§ **Work item**: Whenever a line in the entries includes the word "OciManifest", copy that line out.

--- --- ---

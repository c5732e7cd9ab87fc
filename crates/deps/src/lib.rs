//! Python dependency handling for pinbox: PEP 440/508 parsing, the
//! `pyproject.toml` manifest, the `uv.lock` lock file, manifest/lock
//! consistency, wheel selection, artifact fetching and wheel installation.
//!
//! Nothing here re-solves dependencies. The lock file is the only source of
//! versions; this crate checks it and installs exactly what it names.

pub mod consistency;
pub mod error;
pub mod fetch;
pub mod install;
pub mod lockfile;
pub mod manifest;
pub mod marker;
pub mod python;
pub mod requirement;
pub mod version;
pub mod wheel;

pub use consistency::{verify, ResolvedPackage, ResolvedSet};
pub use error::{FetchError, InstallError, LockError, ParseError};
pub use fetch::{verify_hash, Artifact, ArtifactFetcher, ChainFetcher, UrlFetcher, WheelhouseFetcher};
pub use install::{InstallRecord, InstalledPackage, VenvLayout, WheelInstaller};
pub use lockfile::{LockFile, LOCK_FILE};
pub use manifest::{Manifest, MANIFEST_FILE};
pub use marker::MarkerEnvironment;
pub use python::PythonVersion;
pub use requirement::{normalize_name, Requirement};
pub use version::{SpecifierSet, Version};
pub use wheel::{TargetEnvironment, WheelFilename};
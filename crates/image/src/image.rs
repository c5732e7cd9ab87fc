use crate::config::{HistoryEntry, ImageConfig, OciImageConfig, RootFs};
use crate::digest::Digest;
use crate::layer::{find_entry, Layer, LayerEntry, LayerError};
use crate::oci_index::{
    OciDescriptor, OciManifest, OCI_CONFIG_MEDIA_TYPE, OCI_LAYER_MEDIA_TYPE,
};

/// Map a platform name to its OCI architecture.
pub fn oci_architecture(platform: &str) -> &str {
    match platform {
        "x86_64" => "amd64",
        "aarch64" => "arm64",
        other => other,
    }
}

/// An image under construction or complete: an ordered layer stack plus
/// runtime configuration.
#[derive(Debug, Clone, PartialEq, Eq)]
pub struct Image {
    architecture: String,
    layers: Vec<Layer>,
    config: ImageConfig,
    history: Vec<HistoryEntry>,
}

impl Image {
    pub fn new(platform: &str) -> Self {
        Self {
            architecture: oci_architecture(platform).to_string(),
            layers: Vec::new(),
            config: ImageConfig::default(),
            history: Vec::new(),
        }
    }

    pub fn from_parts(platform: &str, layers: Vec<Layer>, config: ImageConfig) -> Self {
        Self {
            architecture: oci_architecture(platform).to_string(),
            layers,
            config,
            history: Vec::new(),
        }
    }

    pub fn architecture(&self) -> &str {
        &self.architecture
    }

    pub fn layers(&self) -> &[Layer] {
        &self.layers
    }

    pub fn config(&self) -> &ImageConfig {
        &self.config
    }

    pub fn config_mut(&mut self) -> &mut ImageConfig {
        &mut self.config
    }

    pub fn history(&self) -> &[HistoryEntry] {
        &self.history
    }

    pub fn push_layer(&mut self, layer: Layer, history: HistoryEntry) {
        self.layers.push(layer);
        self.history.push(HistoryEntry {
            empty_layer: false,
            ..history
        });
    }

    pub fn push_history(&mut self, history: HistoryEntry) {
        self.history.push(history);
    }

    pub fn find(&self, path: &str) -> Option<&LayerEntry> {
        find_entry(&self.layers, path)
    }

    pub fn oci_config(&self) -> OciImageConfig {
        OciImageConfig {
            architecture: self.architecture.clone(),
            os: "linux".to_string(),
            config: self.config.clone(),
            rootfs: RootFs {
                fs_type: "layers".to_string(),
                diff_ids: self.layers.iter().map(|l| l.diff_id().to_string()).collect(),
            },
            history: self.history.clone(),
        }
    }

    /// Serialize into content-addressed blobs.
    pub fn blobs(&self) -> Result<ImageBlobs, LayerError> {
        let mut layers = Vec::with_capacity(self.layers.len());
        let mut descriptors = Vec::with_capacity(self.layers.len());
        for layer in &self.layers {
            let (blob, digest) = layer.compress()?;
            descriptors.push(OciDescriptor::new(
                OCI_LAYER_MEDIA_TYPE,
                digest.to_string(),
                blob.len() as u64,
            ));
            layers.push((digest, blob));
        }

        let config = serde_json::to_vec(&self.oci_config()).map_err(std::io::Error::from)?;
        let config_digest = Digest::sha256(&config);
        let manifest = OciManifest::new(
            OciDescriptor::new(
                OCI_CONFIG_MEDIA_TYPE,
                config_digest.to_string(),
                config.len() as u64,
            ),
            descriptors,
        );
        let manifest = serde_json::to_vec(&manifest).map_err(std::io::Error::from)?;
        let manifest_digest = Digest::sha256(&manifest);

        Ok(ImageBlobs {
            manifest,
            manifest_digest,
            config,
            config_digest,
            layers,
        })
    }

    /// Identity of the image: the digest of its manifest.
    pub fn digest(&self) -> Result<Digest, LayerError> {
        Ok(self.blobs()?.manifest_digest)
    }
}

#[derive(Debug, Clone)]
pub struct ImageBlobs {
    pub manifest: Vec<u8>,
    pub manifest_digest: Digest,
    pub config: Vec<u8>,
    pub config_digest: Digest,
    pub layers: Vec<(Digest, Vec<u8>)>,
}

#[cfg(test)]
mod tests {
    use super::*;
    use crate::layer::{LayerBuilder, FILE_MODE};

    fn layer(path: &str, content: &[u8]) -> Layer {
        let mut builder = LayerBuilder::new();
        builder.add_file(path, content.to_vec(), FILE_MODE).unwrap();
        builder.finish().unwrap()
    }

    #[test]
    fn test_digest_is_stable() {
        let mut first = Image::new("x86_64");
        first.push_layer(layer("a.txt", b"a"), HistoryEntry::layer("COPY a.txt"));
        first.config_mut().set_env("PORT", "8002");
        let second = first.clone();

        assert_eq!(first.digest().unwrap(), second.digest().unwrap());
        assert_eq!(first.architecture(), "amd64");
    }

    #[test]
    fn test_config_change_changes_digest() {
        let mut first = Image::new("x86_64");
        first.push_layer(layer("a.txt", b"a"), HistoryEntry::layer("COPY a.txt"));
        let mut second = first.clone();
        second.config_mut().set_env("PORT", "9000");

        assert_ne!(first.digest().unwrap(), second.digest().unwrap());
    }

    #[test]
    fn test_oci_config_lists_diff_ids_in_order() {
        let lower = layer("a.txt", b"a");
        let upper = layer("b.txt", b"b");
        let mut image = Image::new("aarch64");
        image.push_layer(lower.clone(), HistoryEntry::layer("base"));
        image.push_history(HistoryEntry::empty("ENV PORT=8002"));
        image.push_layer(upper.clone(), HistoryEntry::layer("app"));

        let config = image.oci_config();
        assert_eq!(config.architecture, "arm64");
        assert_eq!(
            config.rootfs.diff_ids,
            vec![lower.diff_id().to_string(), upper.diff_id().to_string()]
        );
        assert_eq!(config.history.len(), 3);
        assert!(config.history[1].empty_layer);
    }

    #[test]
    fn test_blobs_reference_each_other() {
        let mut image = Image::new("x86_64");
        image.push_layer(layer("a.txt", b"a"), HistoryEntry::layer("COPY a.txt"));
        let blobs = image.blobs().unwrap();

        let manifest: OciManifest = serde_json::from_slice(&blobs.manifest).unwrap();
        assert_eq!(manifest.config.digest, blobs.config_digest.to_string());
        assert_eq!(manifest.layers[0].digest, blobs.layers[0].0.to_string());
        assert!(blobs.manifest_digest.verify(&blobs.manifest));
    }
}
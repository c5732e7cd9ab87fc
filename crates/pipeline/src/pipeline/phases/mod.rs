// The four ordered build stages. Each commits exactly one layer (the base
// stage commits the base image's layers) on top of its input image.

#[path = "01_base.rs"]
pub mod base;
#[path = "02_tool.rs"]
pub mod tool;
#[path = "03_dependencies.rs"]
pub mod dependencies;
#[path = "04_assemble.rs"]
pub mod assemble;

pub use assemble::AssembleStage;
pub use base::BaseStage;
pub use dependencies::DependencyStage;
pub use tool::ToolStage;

--- --- ---

§ **Output**:
    OciDescriptor, OciManifest, OCI_CONFIG_MEDIA_TYPE, OCI_LAYER_MEDIA_TYPE,
        let manifest = OciManifest::new(
        let manifest: OciManifest = serde_json::from_slice(&blobs.manifest).unwrap();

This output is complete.